▶ [ACTIVITY]
All lines of the data shown below should be output exactly as they stand.

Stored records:
________

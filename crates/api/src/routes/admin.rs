//! Admin back office: product CRUD, order management and the dashboard.
//!
//! Every handler takes an [`AdminSession`], so non-admins get 403 before any
//! work is done.

use std::sync::Arc;

use analytics::DashboardSummary;
use axum::Json;
use axum::extract::rejection::JsonRejection;
use axum::extract::{Path, Query, State};
use axum::http::StatusCode;
use common::{OrderId, OrderStatus, PaymentStatus, ProductId};
use serde::Deserialize;
use store::{NewProduct, Order, OrderQuery, Product, ProductUpdate, Store};

use crate::AppState;
use crate::error::ApiError;
use crate::routes::{json_body, parse_id};
use crate::session::AdminSession;

const DEFAULT_TOP_PRODUCTS: usize = 5;

// -- Products --

/// POST /api/admin/products
#[tracing::instrument(skip(state, _admin, payload))]
pub async fn create_product<S: Store + Clone + 'static>(
    State(state): State<Arc<AppState<S>>>,
    _admin: AdminSession,
    payload: Result<Json<NewProduct>, JsonRejection>,
) -> Result<(StatusCode, Json<Product>), ApiError> {
    let product = state.catalog.create(json_body(payload)?).await?;
    Ok((StatusCode::CREATED, Json(product)))
}

/// PUT /api/admin/products/{id}: partial update; absent fields are kept.
#[tracing::instrument(skip(state, _admin, payload))]
pub async fn update_product<S: Store + Clone + 'static>(
    State(state): State<Arc<AppState<S>>>,
    _admin: AdminSession,
    Path(id): Path<String>,
    payload: Result<Json<ProductUpdate>, JsonRejection>,
) -> Result<Json<Product>, ApiError> {
    let product_id: ProductId = parse_id(&id, "Product")?;
    let update = json_body(payload)?;
    Ok(Json(state.catalog.update(product_id, update).await?))
}

/// DELETE /api/admin/products/{id}
#[tracing::instrument(skip(state, _admin))]
pub async fn delete_product<S: Store + Clone + 'static>(
    State(state): State<Arc<AppState<S>>>,
    _admin: AdminSession,
    Path(id): Path<String>,
) -> Result<StatusCode, ApiError> {
    let product_id: ProductId = parse_id(&id, "Product")?;
    state.catalog.delete(product_id).await?;
    Ok(StatusCode::NO_CONTENT)
}

// -- Orders --

#[derive(Debug, Default, Deserialize)]
#[serde(rename_all = "camelCase")]
pub struct OrderListParams {
    pub status: Option<String>,
    pub payment_status: Option<String>,
    pub limit: Option<usize>,
    pub offset: Option<usize>,
}

impl OrderListParams {
    fn into_query(self) -> Result<OrderQuery, ApiError> {
        let mut query = OrderQuery::new();
        if let Some(status) = self.status.filter(|s| !s.is_empty()) {
            let status: OrderStatus = status
                .parse()
                .map_err(|e| ApiError::BadRequest(format!("{e}")))?;
            query = query.status(status);
        }
        if let Some(status) = self.payment_status.filter(|s| !s.is_empty()) {
            let status: PaymentStatus = status
                .parse()
                .map_err(|e| ApiError::BadRequest(format!("{e}")))?;
            query = query.payment_status(status);
        }
        query.limit = self.limit;
        query.offset = self.offset;
        Ok(query)
    }
}

/// GET /api/admin/orders: every order, newest first, optionally filtered.
#[tracing::instrument(skip(state, _admin))]
pub async fn list_orders<S: Store + Clone + 'static>(
    State(state): State<Arc<AppState<S>>>,
    _admin: AdminSession,
    Query(params): Query<OrderListParams>,
) -> Result<Json<Vec<Order>>, ApiError> {
    Ok(Json(state.orders.list(params.into_query()?).await?))
}

#[derive(Debug, Deserialize)]
pub struct StatusRequest {
    pub status: OrderStatus,
}

#[derive(Debug, Deserialize)]
#[serde(rename_all = "camelCase")]
pub struct PaymentStatusRequest {
    #[serde(alias = "status")]
    pub payment_status: PaymentStatus,
}

/// PATCH /api/admin/orders/{id}/status
#[tracing::instrument(skip(state, _admin, payload))]
pub async fn update_status<S: Store + Clone + 'static>(
    State(state): State<Arc<AppState<S>>>,
    _admin: AdminSession,
    Path(id): Path<String>,
    payload: Result<Json<StatusRequest>, JsonRejection>,
) -> Result<Json<Order>, ApiError> {
    let order_id: OrderId = parse_id(&id, "Order")?;
    let StatusRequest { status } = json_body(payload)?;
    Ok(Json(state.orders.update_status(order_id, status).await?))
}

/// PATCH /api/admin/orders/{id}/payment-status
#[tracing::instrument(skip(state, _admin, payload))]
pub async fn update_payment_status<S: Store + Clone + 'static>(
    State(state): State<Arc<AppState<S>>>,
    _admin: AdminSession,
    Path(id): Path<String>,
    payload: Result<Json<PaymentStatusRequest>, JsonRejection>,
) -> Result<Json<Order>, ApiError> {
    let order_id: OrderId = parse_id(&id, "Order")?;
    let PaymentStatusRequest { payment_status } = json_body(payload)?;
    Ok(Json(
        state
            .orders
            .update_payment_status(order_id, payment_status)
            .await?,
    ))
}

// -- Dashboard --

#[derive(Debug, Default, Deserialize)]
#[serde(rename_all = "camelCase")]
pub struct DashboardParams {
    pub top: Option<usize>,
    pub low_stock_threshold: Option<i32>,
}

/// GET /api/admin/dashboard
#[tracing::instrument(skip(state, _admin))]
pub async fn dashboard<S: Store + Clone + 'static>(
    State(state): State<Arc<AppState<S>>>,
    _admin: AdminSession,
    Query(params): Query<DashboardParams>,
) -> Result<Json<DashboardSummary>, ApiError> {
    let threshold = params
        .low_stock_threshold
        .unwrap_or(state.low_stock_threshold);
    let top = params.top.unwrap_or(DEFAULT_TOP_PRODUCTS);
    Ok(Json(
        DashboardSummary::load(&state.store, threshold, top).await?,
    ))
}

________

▶ [EXERCISE SOLUTION]
filename crates/api/src/routes/admin.rs
//! Admin back office: product CRUD, order management and the dashboard.
//!
//! Every handler takes an [`AdminSession`], so non-admins get 403 before any
//! work is done.

use std::sync::Arc;

use analytics::DashboardSummary;
use axum::Json;
use axum::extract::rejection::JsonRejection;
use axum::extract::{Path, Query, State};
use axum::http::StatusCode;
use common::{OrderId, OrderStatus, PaymentStatus, ProductId};
use serde::Deserialize;
use store::{NewProduct, Order, OrderQuery, Product, ProductUpdate, Store};

use crate::AppState;
use crate::error::ApiError;
use crate::routes::{json_body, parse_id};
use crate::session::AdminSession;

const DEFAULT_TOP_PRODUCTS: usize = 5;

// -- Products --

/// POST /api/admin/products
#[tracing::instrument(skip(state, _admin, payload))]
pub async fn create_product<S: Store + Clone + 'static>(
    State(state): State<Arc<AppState<S>>>,
    _admin: AdminSession,
    payload: Result<Json<NewProduct>, JsonRejection>,
) -> Result<(StatusCode, Json<Product>), ApiError> {
    let product = state.catalog.create(json_body(payload)?).await?;
    Ok((StatusCode::CREATED, Json(product)))
}

/// PUT /api/admin/products/{id}: partial update; absent fields are kept.
#[tracing::instrument(skip(state, _admin, payload))]
pub async fn update_product<S: Store + Clone + 'static>(
    State(state): State<Arc<AppState<S>>>,
    _admin: AdminSession,
    Path(id): Path<String>,
    payload: Result<Json<ProductUpdate>, JsonRejection>,
) -> Result<Json<Product>, ApiError> {
    let product_id: ProductId = parse_id(&id, "Product")?;
    let update = json_body(payload)?;
    Ok(Json(state.catalog.update(product_id, update).await?))
}

/// DELETE /api/admin/products/{id}
#[tracing::instrument(skip(state, _admin))]
pub async fn delete_product<S: Store + Clone + 'static>(
    State(state): State<Arc<AppState<S>>>,
    _admin: AdminSession,
    Path(id): Path<String>,
) -> Result<StatusCode, ApiError> {
    let product_id: ProductId = parse_id(&id, "Product")?;
    state.catalog.delete(product_id).await?;
    Ok(StatusCode::NO_CONTENT)
}

// -- Orders --

#[derive(Debug, Default, Deserialize)]
#[serde(rename_all = "camelCase")]
pub struct OrderListParams {
    pub status: Option<String>,
    pub payment_status: Option<String>,
    pub limit: Option<usize>,
    pub offset: Option<usize>,
}

impl OrderListParams {
    fn into_query(self) -> Result<OrderQuery, ApiError> {
        let mut query = OrderQuery::new();
        if let Some(status) = self.status.filter(|s| !s.is_empty()) {
            let status: OrderStatus = status
                .parse()
                .map_err(|e| ApiError::BadRequest(format!("{e}")))?;
            query = query.status(status);
        }
        if let Some(status) = self.payment_status.filter(|s| !s.is_empty()) {
            let status: PaymentStatus = status
                .parse()
                .map_err(|e| ApiError::BadRequest(format!("{e}")))?;
            query = query.payment_status(status);
        }
        query.limit = self.limit;
        query.offset = self.offset;
        Ok(query)
    }
}

/// GET /api/admin/orders: every order, newest first, optionally filtered.
#[tracing::instrument(skip(state, _admin))]
pub async fn list_orders<S: Store + Clone + 'static>(
    State(state): State<Arc<AppState<S>>>,
    _admin: AdminSession,
    Query(params): Query<OrderListParams>,
) -> Result<Json<Vec<Order>>, ApiError> {
    Ok(Json(state.orders.list(params.into_query()?).await?))
}

#[derive(Debug, Deserialize)]
pub struct StatusRequest {
    pub status: OrderStatus,
}

#[derive(Debug, Deserialize)]
#[serde(rename_all = "camelCase")]
pub struct PaymentStatusRequest {
    #[serde(alias = "status")]
    pub payment_status: PaymentStatus,
}

/// PATCH /api/admin/orders/{id}/status
#[tracing::instrument(skip(state, _admin, payload))]
pub async fn update_status<S: Store + Clone + 'static>(
    State(state): State<Arc<AppState<S>>>,
    _admin: AdminSession,
    Path(id): Path<String>,
    payload: Result<Json<StatusRequest>, JsonRejection>,
) -> Result<Json<Order>, ApiError> {
    let order_id: OrderId = parse_id(&id, "Order")?;
    let StatusRequest { status } = json_body(payload)?;
    Ok(Json(state.orders.update_status(order_id, status).await?))
}

/// PATCH /api/admin/orders/{id}/payment-status
#[tracing::instrument(skip(state, _admin, payload))]
pub async fn update_payment_status<S: Store + Clone + 'static>(
    State(state): State<Arc<AppState<S>>>,
    _admin: AdminSession,
    Path(id): Path<String>,
    payload: Result<Json<PaymentStatusRequest>, JsonRejection>,
) -> Result<Json<Order>, ApiError> {
    let order_id: OrderId = parse_id(&id, "Order")?;
    let PaymentStatusRequest { payment_status } = json_body(payload)?;
    Ok(Json(
        state
            .orders
            .update_payment_status(order_id, payment_status)
            .await?,
    ))
}

// -- Dashboard --

#[derive(Debug, Default, Deserialize)]
#[serde(rename_all = "camelCase")]
pub struct DashboardParams {
    pub top: Option<usize>,
    pub low_stock_threshold: Option<i32>,
}

/// GET /api/admin/dashboard
#[tracing::instrument(skip(state, _admin))]
pub async fn dashboard<S: Store + Clone + 'static>(
    State(state): State<Arc<AppState<S>>>,
    _admin: AdminSession,
    Query(params): Query<DashboardParams>,
) -> Result<Json<DashboardSummary>, ApiError> {
    let threshold = params
        .low_stock_threshold
        .unwrap_or(state.low_stock_threshold);
    let top = params.top.unwrap_or(DEFAULT_TOP_PRODUCTS);
    Ok(Json(
        DashboardSummary::load(&state.store, threshold, top).await?,
    ))
}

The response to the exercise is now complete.